The Dane County Circuit Court ruled in favor of Randall, and an appeals court affirmed, concluding Randall had a right to withdraw consent and clearly did so. The state argued that consent can only be withdrawn before the test is taken. Now, the supreme court may decide whether consent to a blood draw can be withdrawn after it is taken.
State v. Wright
In another Fourth Amendment case, the supreme court may determine whether police violated John Wright’s constitutional rights when they stopped his car for a headlight, then asked him if he had a concealed carry permit and if he had any weapons.
Police found a firearm in the glove compartment and he was arrested. Ultimately, he moved to suppress the firearm on the ground that police lacked reasonable suspicion to question him about that – the questions were unrelated to the purpose of the stop, transforming an initially lawful stop into an unreasonable seizure.

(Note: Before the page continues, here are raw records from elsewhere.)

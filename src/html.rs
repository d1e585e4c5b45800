//! Streaming anchor extraction built on `lol_html`.

use futures_util::StreamExt;
use lol_html::{element, HtmlRewriter, OutputSink, Settings};
use reqwest::Response;
use std::sync::{Arc, Mutex, PoisonError};
use thiserror::Error;

/// Incremental collector of `href` values, fed chunk by chunk.
///
/// The `transform` closure runs for every `href`; returning `Some(T)` keeps the value, `None` skips
/// it. Only accepted entries count against `limit`.
pub struct LinkCollector<T> {
    rewriter: HtmlRewriter<'static, NoopSink>,
    values: Arc<Mutex<Vec<T>>>,
}

impl<T: 'static> LinkCollector<T> {
    /// Creates a collector that keeps at most `limit` transformed links.
    pub fn new<F>(limit: usize, transform: F) -> Self
    where
        F: Fn(&str) -> Option<T> + 'static,
    {
        let values: Arc<Mutex<Vec<T>>> = Arc::new(Mutex::new(Vec::new()));
        let values_handle = Arc::clone(&values);

        let handler = element!("a[href]", move |el| {
            let mut entries = values_handle.lock().unwrap_or_else(PoisonError::into_inner);
            if entries.len() >= limit {
                return Ok(());
            }

            if let Some(href) = el.get_attribute("href") {
                if let Some(mapped) = transform(&href) {
                    entries.push(mapped);
                }
            }
            Ok(())
        });

        let rewriter = HtmlRewriter::new(
            Settings {
                element_content_handlers: vec![handler],
                ..Settings::default()
            },
            NoopSink,
        );

        Self { rewriter, values }
    }

    /// Feeds one chunk of markup.
    pub fn write(&mut self, chunk: &[u8]) -> Result<(), HtmlStreamError> {
        self.rewriter.write(chunk).map_err(HtmlStreamError::Rewrite)
    }

    /// Ends the document and returns the collected links in document order.
    pub fn finish(self) -> Result<Vec<T>, HtmlStreamError> {
        let LinkCollector { rewriter, values } = self;
        rewriter.end().map_err(HtmlStreamError::Rewrite)?;

        let collected = Arc::try_unwrap(values)
            .map_err(|_| HtmlStreamError::CollectorInUse)?
            .into_inner()
            .map_err(|_| HtmlStreamError::CollectorPoisoned)?;
        Ok(collected)
    }
}

/// Streams anchor tags from an HTTP response, transforming matching `href` values with `transform`.
pub async fn stream_links<T, F>(
    response: Response,
    limit: usize,
    transform: F,
) -> Result<Vec<T>, HtmlStreamError>
where
    T: 'static,
    F: Fn(&str) -> Option<T> + 'static,
{
    if limit == 0 {
        return Ok(Vec::new());
    }

    let mut collector = LinkCollector::new(limit, transform);
    let mut stream = response.bytes_stream();
    while let Some(chunk) = stream.next().await {
        let chunk = chunk.map_err(HtmlStreamError::Http)?;
        collector.write(&chunk)?;
    }
    collector.finish()
}

/// Errors surfaced while streaming HTML.
#[derive(Debug, Error)]
pub enum HtmlStreamError {
    /// Reading the response stream failed.
    #[error("http stream error: {0}")]
    Http(#[source] reqwest::Error),
    /// The HTML rewriter encountered malformed markup.
    #[error("html rewrite error: {0}")]
    Rewrite(#[source] lol_html::errors::RewritingError),
    /// Internal buffer still had outstanding references.
    #[error("link collector still in use")]
    CollectorInUse,
    /// Collector mutex was poisoned while draining results.
    #[error("link collector mutex poisoned")]
    CollectorPoisoned,
}

struct NoopSink;

impl OutputSink for NoopSink {
    fn handle_chunk(&mut self, _chunk: &[u8]) {}
}
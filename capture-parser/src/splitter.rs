//! Line-driven state machine turning a capture stream into triplets.

use crate::{DecodedLine, Triplet, CAPTURE_PREFIX, SENTINEL, TRANSPORT_PREFIX};
use std::io::{self, BufRead};
use thiserror::Error;

/// Where the splitter currently is inside a triplet.
#[derive(Debug, Clone, Copy, PartialEq, Eq)]
pub enum SplitState {
    /// Next line must open a capture header.
    AwaitingCaptureHeader,
    /// Collecting capture header lines until a blank line.
    ReadingCaptureHeader,
    /// Collecting transport header lines until a blank line.
    ReadingTransportHeader,
    /// Collecting payload lines until the sentinel.
    ReadingPayload,
    /// No further triplets will be produced.
    EndOfStream,
}

/// Errors surfaced while splitting a capture stream.
#[derive(Debug, Error)]
pub enum SplitError {
    /// A capture header was expected but the line does not start with `WARC`.
    #[error("line {line}: expected a capture header, found {found:?}")]
    MissingCaptureHeader {
        /// 1-based line number of the offending line.
        line: usize,
        /// The offending line.
        found: String,
    },
    /// The block after the capture header does not start with `HTTP`.
    #[error("line {line}: expected a transport header, found {found:?}")]
    MissingTransportHeader {
        /// 1-based line number of the offending line.
        line: usize,
        /// The offending line.
        found: String,
    },
    /// Reading the underlying stream failed.
    #[error("failed to read capture stream: {0}")]
    Io(#[from] io::Error),
}

impl SplitError {
    /// True for malformed-stream errors, false for I/O failures.
    pub fn is_structural(&self) -> bool {
        matches!(
            self,
            Self::MissingCaptureHeader { .. } | Self::MissingTransportHeader { .. }
        )
    }
}

/// Streaming splitter over any buffered reader.
///
/// Holds at most one line of lookahead: the sentinel that closes a payload is
/// kept as the pending line and opens the next capture header.
pub struct RecordSplitter<R> {
    reader: R,
    state: SplitState,
    pending: Option<DecodedLine>,
    buf: Vec<u8>,
    line_no: usize,
}

impl<R: BufRead> RecordSplitter<R> {
    /// Creates a splitter positioned before the first capture header.
    pub fn new(reader: R) -> Self {
        Self {
            reader,
            state: SplitState::AwaitingCaptureHeader,
            pending: None,
            buf: Vec::new(),
            line_no: 0,
        }
    }

    /// Creates a splitter whose first capture header line was already read elsewhere.
    pub fn with_pending(reader: R, pending: DecodedLine) -> Self {
        let mut splitter = Self::new(reader);
        splitter.pending = Some(pending);
        splitter
    }

    /// Current state.
    pub fn state(&self) -> SplitState {
        self.state
    }

    /// Number of lines consumed from the reader so far.
    pub fn lines_read(&self) -> usize {
        self.line_no
    }

    /// Advances until one full triplet is read.
    ///
    /// Returns `Ok(None)` once the stream is exhausted. A triplet cut off inside
    /// its headers is discarded; a payload cut off by end-of-stream is complete.
    pub fn next_triplet(&mut self) -> Result<Option<Triplet>, SplitError> {
        let mut triplet = Triplet::default();
        loop {
            match self.state {
                SplitState::AwaitingCaptureHeader => {
                    let line = match self.pending.take() {
                        Some(line) => Some(line),
                        None => self.read_line()?,
                    };
                    let Some(line) = line else {
                        self.state = SplitState::EndOfStream;
                        continue;
                    };
                    if !line.text.starts_with(CAPTURE_PREFIX) {
                        self.state = SplitState::EndOfStream;
                        return Err(SplitError::MissingCaptureHeader {
                            line: self.line_no,
                            found: line.text,
                        });
                    }
                    triplet.capture_header.push(line);
                    self.state = SplitState::ReadingCaptureHeader;
                }
                SplitState::ReadingCaptureHeader => match self.read_line()? {
                    Some(line) if line.is_blank() => {
                        self.state = SplitState::ReadingTransportHeader;
                    }
                    Some(line) => triplet.capture_header.push(line),
                    None => self.state = SplitState::EndOfStream,
                },
                SplitState::ReadingTransportHeader => match self.read_line()? {
                    Some(line)
                        if triplet.transport_header.is_empty()
                            && !line.text.starts_with(TRANSPORT_PREFIX) =>
                    {
                        self.state = SplitState::EndOfStream;
                        return Err(SplitError::MissingTransportHeader {
                            line: self.line_no,
                            found: line.text,
                        });
                    }
                    Some(line) if line.is_blank() => self.state = SplitState::ReadingPayload,
                    Some(line) => triplet.transport_header.push(line),
                    None => self.state = SplitState::EndOfStream,
                },
                SplitState::ReadingPayload => match self.read_line()? {
                    Some(line) if line.text == SENTINEL => {
                        self.pending = Some(line);
                        self.state = SplitState::AwaitingCaptureHeader;
                        triplet.ends_at_boundary = true;
                        return Ok(Some(triplet));
                    }
                    Some(line) => triplet.payload.push(line),
                    None => {
                        self.state = SplitState::EndOfStream;
                        return Ok(Some(triplet));
                    }
                },
                SplitState::EndOfStream => return Ok(None),
            }
        }
    }

    fn read_line(&mut self) -> Result<Option<DecodedLine>, SplitError> {
        self.buf.clear();
        match self.reader.read_until(b'\n', &mut self.buf) {
            Ok(0) => Ok(None),
            Ok(_) => {
                self.line_no += 1;
                Ok(Some(DecodedLine::decode(&self.buf)))
            }
            Err(err) => {
                self.state = SplitState::EndOfStream;
                Err(SplitError::Io(err))
            }
        }
    }
}

impl<R: BufRead> Iterator for RecordSplitter<R> {
    type Item = Result<Triplet, SplitError>;

    fn next(&mut self) -> Option<Self::Item> {
        self.next_triplet().transpose()
    }
}

#[cfg(test)]
mod tests {
    use super::{RecordSplitter, SplitError, SplitState};
    use crate::{split_bytes, DecodedLine, SENTINEL};
    use pretty_assertions::assert_eq;

    fn record(uri: &str, payload: &[&str]) -> String {
        let mut out = format!(
            "WARC/1.0\r\nWARC-Type: response\r\nWARC-Target-URI: {uri}\r\n\r\n\
             HTTP/1.1 200 OK\r\nContent-Type: text/html\r\n\r\n"
        );
        for line in payload {
            out.push_str(line);
            out.push_str("\r\n");
        }
        out.push_str("\r\n\r\n");
        out
    }

    fn texts(lines: &[DecodedLine]) -> Vec<&str> {
        lines.iter().map(|line| line.text.as_str()).collect()
    }

    #[test]
    fn yields_one_triplet_per_record() {
        let uris = ["https://a.example/", "https://b.example/", "https://c.example/"];
        let stream: String = uris
            .iter()
            .map(|uri| record(uri, &["<html>", "<p>body</p>", "</html>"]))
            .collect();

        let triplets = split_bytes(stream.as_bytes()).unwrap();

        assert_eq!(triplets.len(), 3);
        for (triplet, uri) in triplets.iter().zip(uris) {
            assert!(!triplet.capture_header.is_empty());
            assert!(!triplet.transport_header.is_empty());
            assert_eq!(triplet.target_uri(), Some(uri));
        }
    }

    #[test]
    fn reproduces_blocks_line_for_line() {
        let stream = format!(
            "{}{}",
            record("https://a.example/", &["<p>one</p>", "<p>two</p>"]),
            record("https://b.example/", &["<p>three</p>"])
        );

        let triplets = split_bytes(stream.as_bytes()).unwrap();

        assert_eq!(
            texts(&triplets[0].capture_header),
            vec!["WARC/1.0", "WARC-Type: response", "WARC-Target-URI: https://a.example/"]
        );
        assert_eq!(
            texts(&triplets[0].transport_header),
            vec!["HTTP/1.1 200 OK", "Content-Type: text/html"]
        );
        assert_eq!(
            texts(&triplets[0].payload),
            vec!["<p>one</p>", "<p>two</p>", "", ""]
        );
        assert_eq!(texts(&triplets[1].payload), vec!["<p>three</p>", "", ""]);
    }

    #[test]
    fn carries_sentinel_into_next_header_exactly_once() {
        let stream = format!(
            "{}{}",
            record("https://a.example/", &["<p>one</p>"]),
            record("https://b.example/", &["<p>two</p>"])
        );

        let triplets = split_bytes(stream.as_bytes()).unwrap();

        assert!(triplets[0].ends_at_boundary);
        assert!(!triplets[1].ends_at_boundary);
        assert!(triplets
            .iter()
            .all(|triplet| triplet.payload.iter().all(|line| line.text != SENTINEL)));
        assert_eq!(triplets[1].capture_header[0].text, SENTINEL);
        let sentinels = triplets
            .iter()
            .flat_map(|triplet| &triplet.capture_header)
            .filter(|line| line.text == SENTINEL)
            .count();
        assert_eq!(sentinels, 2);
    }

    #[test]
    fn drops_triplet_cut_off_inside_headers() {
        let stream = format!(
            "{}WARC/1.0\r\nWARC-Type: response\r\n",
            record("https://a.example/", &["<p>one</p>"])
        );
        let mut splitter = RecordSplitter::new(stream.as_bytes());

        assert!(splitter.next_triplet().unwrap().is_some());
        assert!(splitter.next_triplet().unwrap().is_none());
        assert_eq!(splitter.state(), SplitState::EndOfStream);
    }

    #[test]
    fn reports_missing_capture_header_as_structural() {
        let mut splitter = RecordSplitter::new(&b"HTTP/1.1 200 OK\n\n<p>x</p>\n"[..]);

        let err = splitter.next_triplet().unwrap_err();
        assert!(err.is_structural());
        match err {
            SplitError::MissingCaptureHeader { line, found } => {
                assert_eq!(line, 1);
                assert_eq!(found, "HTTP/1.1 200 OK");
            }
            other => panic!("unexpected error: {other}"),
        }
        assert!(splitter.next_triplet().unwrap().is_none());
    }

    #[test]
    fn reports_missing_transport_header_as_structural() {
        let stream = format!(
            "{}WARC/1.0\r\nWARC-Type: metadata\r\n\r\nfetchTimeMs: 120\r\n\r\n",
            record("https://a.example/", &["<p>one</p>"])
        );
        let mut splitter = RecordSplitter::new(stream.as_bytes());

        assert!(splitter.next_triplet().unwrap().is_some());
        let err = splitter.next_triplet().unwrap_err();
        assert!(err.is_structural());
        match err {
            SplitError::MissingTransportHeader { line, found } => {
                assert_eq!(line, 14);
                assert_eq!(found, "fetchTimeMs: 120");
            }
            other => panic!("unexpected error: {other}"),
        }
        assert!(splitter.next_triplet().unwrap().is_none());
    }

    #[test]
    fn empty_stream_has_no_triplets() {
        assert!(split_bytes(b"").unwrap().is_empty());
    }

    #[test]
    fn accepts_pending_first_line() {
        let rest = b"WARC-Type: response\n\nHTTP/1.1 200 OK\n\n<p>x</p>\n";
        let mut splitter =
            RecordSplitter::with_pending(&rest[..], DecodedLine::new(SENTINEL));

        let triplet = splitter.next_triplet().unwrap().unwrap();
        assert_eq!(
            texts(&triplet.capture_header),
            vec!["WARC/1.0", "WARC-Type: response"]
        );
        assert_eq!(texts(&triplet.payload), vec!["<p>x</p>"]);
        assert_eq!(splitter.lines_read(), 5);
    }

    #[test]
    fn keeps_line_count_when_bytes_are_not_utf8() {
        let mut stream = b"WARC/1.0\nWARC-Type: response\n\nHTTP/1.1 200 OK\n\n".to_vec();
        stream.extend_from_slice(b"<p>caf\xe9</p>\n<p>ok</p>\n<p>na\xefve</p>\n");

        let triplets = split_bytes(&stream).unwrap();

        assert_eq!(
            texts(&triplets[0].payload),
            vec!["<p>café</p>", "<p>ok</p>", "<p>naïve</p>"]
        );
        assert_eq!(triplets[0].fallback_lines(), 2);
    }
}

The Milwaukee County Circuit Court agreed with Wright, concluding police unlawfully extended the stop by asking about firearms without reasonable suspicion.
“Based on the lack of any articulable facts supporting an actual fear that Wright posed a threat to officer safety, we conclude that police impermissibly expanded the scope of Wright’s traffic stop,” wrote Appeals Court Judge Joan Kessler.
Cattau v. National Insurance Services of Wisconsin Inc.
In this case, the supreme court will review a case brought by former teachers and administrators from the Neenah School District for damages from the federal tax noncompliance of a retirement plan, administered and delivered by two entities.
The circuit court dismissed the claims on the pleadings, concluding the plaintiffs failed to plead sufficient facts to support their claims for negligence, breach of fiduciary duty, and negligent and strict responsibility misrepresentation against the plan administrators.
Teske v. Wilson Mutual Ins. Co.
In this case, the supreme court will consider whether claim preclusion barred a negligence action that stemmed from a multi-vehicle traffic accident after some parties reached settlement agreements based on auto insurance policies.
Town of Rib Mountain v. Marathon County
In this case, the supreme court will review whether the county can implement a uniform addressing system in all unincorporated areas of Marathon County, which would require the Town of Rib Mountain to rename 61 of its 202 roads. The town argues the county can only implement such a system in unincorporated areas that qualify as “rural.”
A circuit court ruled in favor of the county, but an appeals court reversed the circuit court’s judgment denying Rib Mountain’s claims for declaratory and injunctive relief.
L.G. v. Aurora Residential Alternatives
In this case, the supreme court will examine whether an order denying a motion to compel arbitration is immediately appealable by state statute, Wis. Stat. section 808.03(1), or under the Federal Arbitration Act. Section 808.03(1) says “a final judgment or final order of a circuit court” is appealable as a matter of right.
Fitzgerald v. Circuit Crt. for Milwaukee County
In this case, the supreme court will review what triggers an automatic stay for cases involving involuntary medication orders, which are subject to an automatic stay pending appeal. The court will consider whether the order or a notice of appeal triggers the stay.